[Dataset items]
==*==

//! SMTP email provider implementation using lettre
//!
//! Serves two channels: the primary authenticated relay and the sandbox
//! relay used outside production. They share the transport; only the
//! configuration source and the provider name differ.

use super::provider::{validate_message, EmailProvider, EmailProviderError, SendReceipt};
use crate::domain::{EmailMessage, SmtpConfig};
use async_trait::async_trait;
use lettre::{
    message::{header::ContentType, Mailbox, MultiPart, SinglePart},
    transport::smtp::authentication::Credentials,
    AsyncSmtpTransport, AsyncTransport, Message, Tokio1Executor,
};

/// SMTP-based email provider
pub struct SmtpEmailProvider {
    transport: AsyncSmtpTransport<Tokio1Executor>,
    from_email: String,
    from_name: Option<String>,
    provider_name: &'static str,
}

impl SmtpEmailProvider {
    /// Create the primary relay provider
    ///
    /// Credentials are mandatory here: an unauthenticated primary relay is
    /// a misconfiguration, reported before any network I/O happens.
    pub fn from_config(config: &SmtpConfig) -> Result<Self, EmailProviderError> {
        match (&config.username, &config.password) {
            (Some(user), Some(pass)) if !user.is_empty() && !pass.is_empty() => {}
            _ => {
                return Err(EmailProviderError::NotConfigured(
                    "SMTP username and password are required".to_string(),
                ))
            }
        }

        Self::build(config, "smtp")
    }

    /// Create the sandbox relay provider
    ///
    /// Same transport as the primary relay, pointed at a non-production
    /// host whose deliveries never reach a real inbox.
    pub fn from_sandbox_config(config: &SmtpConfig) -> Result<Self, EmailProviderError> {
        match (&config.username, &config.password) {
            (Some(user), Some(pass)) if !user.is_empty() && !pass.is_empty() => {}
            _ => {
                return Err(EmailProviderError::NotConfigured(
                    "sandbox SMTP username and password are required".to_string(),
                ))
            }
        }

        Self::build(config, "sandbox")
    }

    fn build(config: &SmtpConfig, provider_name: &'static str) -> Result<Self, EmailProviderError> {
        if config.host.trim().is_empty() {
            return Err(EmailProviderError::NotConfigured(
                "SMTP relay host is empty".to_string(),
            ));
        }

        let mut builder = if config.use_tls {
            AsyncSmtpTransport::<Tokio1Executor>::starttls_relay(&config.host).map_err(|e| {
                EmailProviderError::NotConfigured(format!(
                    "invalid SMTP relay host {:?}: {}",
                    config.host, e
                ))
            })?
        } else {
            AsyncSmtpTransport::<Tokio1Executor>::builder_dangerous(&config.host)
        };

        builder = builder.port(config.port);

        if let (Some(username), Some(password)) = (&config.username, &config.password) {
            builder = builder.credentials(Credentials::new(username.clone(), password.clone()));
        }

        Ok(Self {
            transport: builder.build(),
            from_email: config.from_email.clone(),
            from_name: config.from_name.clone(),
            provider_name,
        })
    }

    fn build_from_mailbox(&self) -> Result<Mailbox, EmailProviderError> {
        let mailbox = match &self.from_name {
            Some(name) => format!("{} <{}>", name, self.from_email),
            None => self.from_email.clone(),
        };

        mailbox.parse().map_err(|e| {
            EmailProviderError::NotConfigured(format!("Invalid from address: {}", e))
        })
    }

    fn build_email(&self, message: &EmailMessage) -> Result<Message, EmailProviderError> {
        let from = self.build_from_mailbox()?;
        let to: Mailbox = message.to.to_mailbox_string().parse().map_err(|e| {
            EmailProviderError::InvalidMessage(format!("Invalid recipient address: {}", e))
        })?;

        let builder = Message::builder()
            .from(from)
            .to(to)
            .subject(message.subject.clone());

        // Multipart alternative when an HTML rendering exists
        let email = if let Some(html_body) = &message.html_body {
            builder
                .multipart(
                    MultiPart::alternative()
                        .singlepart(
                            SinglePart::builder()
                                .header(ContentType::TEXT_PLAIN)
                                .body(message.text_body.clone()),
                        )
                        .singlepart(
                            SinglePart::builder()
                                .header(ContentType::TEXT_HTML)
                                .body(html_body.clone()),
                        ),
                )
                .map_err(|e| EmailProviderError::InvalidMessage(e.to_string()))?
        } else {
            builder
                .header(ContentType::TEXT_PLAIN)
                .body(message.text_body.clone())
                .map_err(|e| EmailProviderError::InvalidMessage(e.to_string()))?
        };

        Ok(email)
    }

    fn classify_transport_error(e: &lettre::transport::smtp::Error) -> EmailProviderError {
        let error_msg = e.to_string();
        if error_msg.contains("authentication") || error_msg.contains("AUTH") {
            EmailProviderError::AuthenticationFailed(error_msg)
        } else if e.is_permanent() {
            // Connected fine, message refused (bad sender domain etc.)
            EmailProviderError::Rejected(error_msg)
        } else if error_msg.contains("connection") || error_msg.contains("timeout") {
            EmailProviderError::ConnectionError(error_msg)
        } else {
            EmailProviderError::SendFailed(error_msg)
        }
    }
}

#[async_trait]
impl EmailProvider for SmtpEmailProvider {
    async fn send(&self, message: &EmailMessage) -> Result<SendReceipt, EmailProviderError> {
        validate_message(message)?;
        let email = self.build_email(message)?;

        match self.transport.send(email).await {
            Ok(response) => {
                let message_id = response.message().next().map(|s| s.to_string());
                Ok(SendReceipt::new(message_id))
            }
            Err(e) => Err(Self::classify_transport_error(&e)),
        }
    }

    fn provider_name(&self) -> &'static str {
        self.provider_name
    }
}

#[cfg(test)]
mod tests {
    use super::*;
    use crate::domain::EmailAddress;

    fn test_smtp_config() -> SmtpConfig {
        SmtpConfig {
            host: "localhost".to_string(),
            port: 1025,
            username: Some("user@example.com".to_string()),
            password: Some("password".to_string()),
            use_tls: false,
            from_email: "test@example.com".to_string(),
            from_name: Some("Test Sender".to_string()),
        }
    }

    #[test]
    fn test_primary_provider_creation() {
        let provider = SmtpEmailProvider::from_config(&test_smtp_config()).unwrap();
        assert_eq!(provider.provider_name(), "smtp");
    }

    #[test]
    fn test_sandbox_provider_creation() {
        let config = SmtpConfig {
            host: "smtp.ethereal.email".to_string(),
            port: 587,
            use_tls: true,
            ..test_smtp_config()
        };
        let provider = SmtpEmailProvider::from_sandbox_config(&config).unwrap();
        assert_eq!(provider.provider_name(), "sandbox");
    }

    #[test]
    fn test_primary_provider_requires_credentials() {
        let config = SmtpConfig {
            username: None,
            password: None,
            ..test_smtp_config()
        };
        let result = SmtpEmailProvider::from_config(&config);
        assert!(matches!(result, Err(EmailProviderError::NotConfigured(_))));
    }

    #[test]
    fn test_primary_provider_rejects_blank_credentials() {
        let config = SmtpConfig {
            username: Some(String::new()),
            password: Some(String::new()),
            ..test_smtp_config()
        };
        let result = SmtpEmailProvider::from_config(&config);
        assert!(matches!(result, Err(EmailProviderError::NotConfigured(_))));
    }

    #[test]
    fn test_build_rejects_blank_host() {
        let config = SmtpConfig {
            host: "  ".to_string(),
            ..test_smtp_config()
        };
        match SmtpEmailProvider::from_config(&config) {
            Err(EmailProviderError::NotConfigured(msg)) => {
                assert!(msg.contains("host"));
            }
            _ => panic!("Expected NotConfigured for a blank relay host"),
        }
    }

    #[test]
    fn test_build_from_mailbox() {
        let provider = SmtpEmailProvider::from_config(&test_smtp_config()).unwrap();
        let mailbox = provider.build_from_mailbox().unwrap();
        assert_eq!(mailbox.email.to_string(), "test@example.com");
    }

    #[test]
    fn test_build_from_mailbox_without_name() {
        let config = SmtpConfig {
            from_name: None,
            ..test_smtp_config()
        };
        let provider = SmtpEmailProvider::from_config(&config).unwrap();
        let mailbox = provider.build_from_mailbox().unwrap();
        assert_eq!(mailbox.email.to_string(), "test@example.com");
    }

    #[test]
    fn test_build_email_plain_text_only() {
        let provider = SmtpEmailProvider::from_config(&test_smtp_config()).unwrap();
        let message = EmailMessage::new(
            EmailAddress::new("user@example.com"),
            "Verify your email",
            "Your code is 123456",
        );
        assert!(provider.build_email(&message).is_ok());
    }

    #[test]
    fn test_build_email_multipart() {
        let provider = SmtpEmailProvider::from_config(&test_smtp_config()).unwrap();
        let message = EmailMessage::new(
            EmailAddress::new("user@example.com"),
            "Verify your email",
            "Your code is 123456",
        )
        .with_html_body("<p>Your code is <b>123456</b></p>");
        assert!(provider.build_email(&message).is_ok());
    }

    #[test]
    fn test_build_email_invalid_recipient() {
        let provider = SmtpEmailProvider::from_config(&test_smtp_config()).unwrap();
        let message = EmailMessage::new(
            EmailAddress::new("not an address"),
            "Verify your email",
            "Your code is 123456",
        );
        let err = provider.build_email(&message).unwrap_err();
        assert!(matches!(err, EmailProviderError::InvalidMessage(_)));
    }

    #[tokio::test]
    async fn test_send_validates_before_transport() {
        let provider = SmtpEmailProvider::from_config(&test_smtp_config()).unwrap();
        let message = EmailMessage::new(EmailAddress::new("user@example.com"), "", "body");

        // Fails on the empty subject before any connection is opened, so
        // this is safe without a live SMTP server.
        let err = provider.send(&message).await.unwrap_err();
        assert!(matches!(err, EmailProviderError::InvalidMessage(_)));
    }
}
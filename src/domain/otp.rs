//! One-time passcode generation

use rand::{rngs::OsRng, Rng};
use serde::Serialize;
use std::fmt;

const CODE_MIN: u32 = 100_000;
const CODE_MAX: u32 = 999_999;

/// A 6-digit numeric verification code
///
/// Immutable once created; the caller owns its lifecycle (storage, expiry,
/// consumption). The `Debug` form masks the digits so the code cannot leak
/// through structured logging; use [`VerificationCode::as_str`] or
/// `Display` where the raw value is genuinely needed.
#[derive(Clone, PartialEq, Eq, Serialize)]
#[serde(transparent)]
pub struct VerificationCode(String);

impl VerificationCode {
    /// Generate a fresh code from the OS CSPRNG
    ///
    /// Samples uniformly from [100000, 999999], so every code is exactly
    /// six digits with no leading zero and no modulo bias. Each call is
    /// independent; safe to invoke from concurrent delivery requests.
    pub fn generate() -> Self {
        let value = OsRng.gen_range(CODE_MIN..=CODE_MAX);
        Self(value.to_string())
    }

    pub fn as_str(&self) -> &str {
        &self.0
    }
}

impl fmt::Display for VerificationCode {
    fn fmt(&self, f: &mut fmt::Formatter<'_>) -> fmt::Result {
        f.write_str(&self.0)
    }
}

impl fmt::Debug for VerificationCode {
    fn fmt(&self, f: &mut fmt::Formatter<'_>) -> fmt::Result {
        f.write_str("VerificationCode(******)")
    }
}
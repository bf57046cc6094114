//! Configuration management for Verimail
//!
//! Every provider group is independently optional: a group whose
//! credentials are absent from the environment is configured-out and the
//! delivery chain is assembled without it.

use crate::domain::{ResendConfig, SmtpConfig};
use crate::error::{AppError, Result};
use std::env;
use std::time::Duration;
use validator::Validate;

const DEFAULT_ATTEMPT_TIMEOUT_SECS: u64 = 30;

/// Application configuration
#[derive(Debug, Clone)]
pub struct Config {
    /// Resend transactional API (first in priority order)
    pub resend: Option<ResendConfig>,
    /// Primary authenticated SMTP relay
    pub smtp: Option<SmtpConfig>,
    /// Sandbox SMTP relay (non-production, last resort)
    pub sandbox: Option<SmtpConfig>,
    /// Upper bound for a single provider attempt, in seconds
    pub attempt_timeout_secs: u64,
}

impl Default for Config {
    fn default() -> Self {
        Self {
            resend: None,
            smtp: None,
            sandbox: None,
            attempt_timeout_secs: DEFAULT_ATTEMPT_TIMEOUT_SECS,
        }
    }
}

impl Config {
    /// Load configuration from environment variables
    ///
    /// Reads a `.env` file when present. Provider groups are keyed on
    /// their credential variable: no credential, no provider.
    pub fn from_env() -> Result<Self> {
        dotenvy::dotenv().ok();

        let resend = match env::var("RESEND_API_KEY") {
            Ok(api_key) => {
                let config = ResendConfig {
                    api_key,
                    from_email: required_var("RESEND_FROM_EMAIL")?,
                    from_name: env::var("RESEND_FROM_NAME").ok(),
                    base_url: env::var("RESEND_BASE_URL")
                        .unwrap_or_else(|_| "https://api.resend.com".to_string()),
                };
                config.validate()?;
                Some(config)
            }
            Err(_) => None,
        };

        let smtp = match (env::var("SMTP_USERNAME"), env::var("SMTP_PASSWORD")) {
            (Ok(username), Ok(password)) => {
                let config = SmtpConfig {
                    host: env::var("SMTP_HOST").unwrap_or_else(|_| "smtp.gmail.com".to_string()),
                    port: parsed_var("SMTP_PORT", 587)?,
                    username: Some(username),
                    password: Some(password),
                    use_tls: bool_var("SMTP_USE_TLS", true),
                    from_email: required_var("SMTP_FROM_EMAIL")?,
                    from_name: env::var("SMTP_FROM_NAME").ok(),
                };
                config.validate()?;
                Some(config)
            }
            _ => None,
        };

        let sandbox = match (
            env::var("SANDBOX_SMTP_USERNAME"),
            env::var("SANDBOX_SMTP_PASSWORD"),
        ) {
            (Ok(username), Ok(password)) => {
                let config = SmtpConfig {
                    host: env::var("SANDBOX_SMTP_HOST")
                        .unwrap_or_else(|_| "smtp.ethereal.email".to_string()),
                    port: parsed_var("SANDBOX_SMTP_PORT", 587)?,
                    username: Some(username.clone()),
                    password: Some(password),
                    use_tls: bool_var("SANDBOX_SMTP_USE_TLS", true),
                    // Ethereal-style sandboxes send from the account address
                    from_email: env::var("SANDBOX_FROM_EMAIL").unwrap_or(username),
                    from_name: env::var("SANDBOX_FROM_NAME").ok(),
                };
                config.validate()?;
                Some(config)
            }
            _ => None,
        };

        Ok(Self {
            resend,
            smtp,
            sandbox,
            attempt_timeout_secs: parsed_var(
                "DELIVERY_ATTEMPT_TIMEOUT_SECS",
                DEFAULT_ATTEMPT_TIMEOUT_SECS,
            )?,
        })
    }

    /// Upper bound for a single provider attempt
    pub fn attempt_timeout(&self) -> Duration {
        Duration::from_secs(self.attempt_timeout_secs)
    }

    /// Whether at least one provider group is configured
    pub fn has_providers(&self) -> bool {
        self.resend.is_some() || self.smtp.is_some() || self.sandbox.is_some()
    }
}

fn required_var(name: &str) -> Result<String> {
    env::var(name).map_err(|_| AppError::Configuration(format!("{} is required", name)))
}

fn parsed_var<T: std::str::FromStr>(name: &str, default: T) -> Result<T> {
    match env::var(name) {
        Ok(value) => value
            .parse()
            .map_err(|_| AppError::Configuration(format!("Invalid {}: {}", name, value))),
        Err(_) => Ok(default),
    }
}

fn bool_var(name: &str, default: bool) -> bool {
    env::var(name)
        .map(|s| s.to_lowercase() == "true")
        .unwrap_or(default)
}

==*==

▶ [Task] Each line above with the word "VerificationCode" must be returned.

▶ [The completed task]
/// through structured logging; use [`VerificationCode::as_str`] or
pub struct VerificationCode(String);
impl VerificationCode {
impl fmt::Display for VerificationCode {
impl fmt::Debug for VerificationCode {
        f.write_str("VerificationCode(******)")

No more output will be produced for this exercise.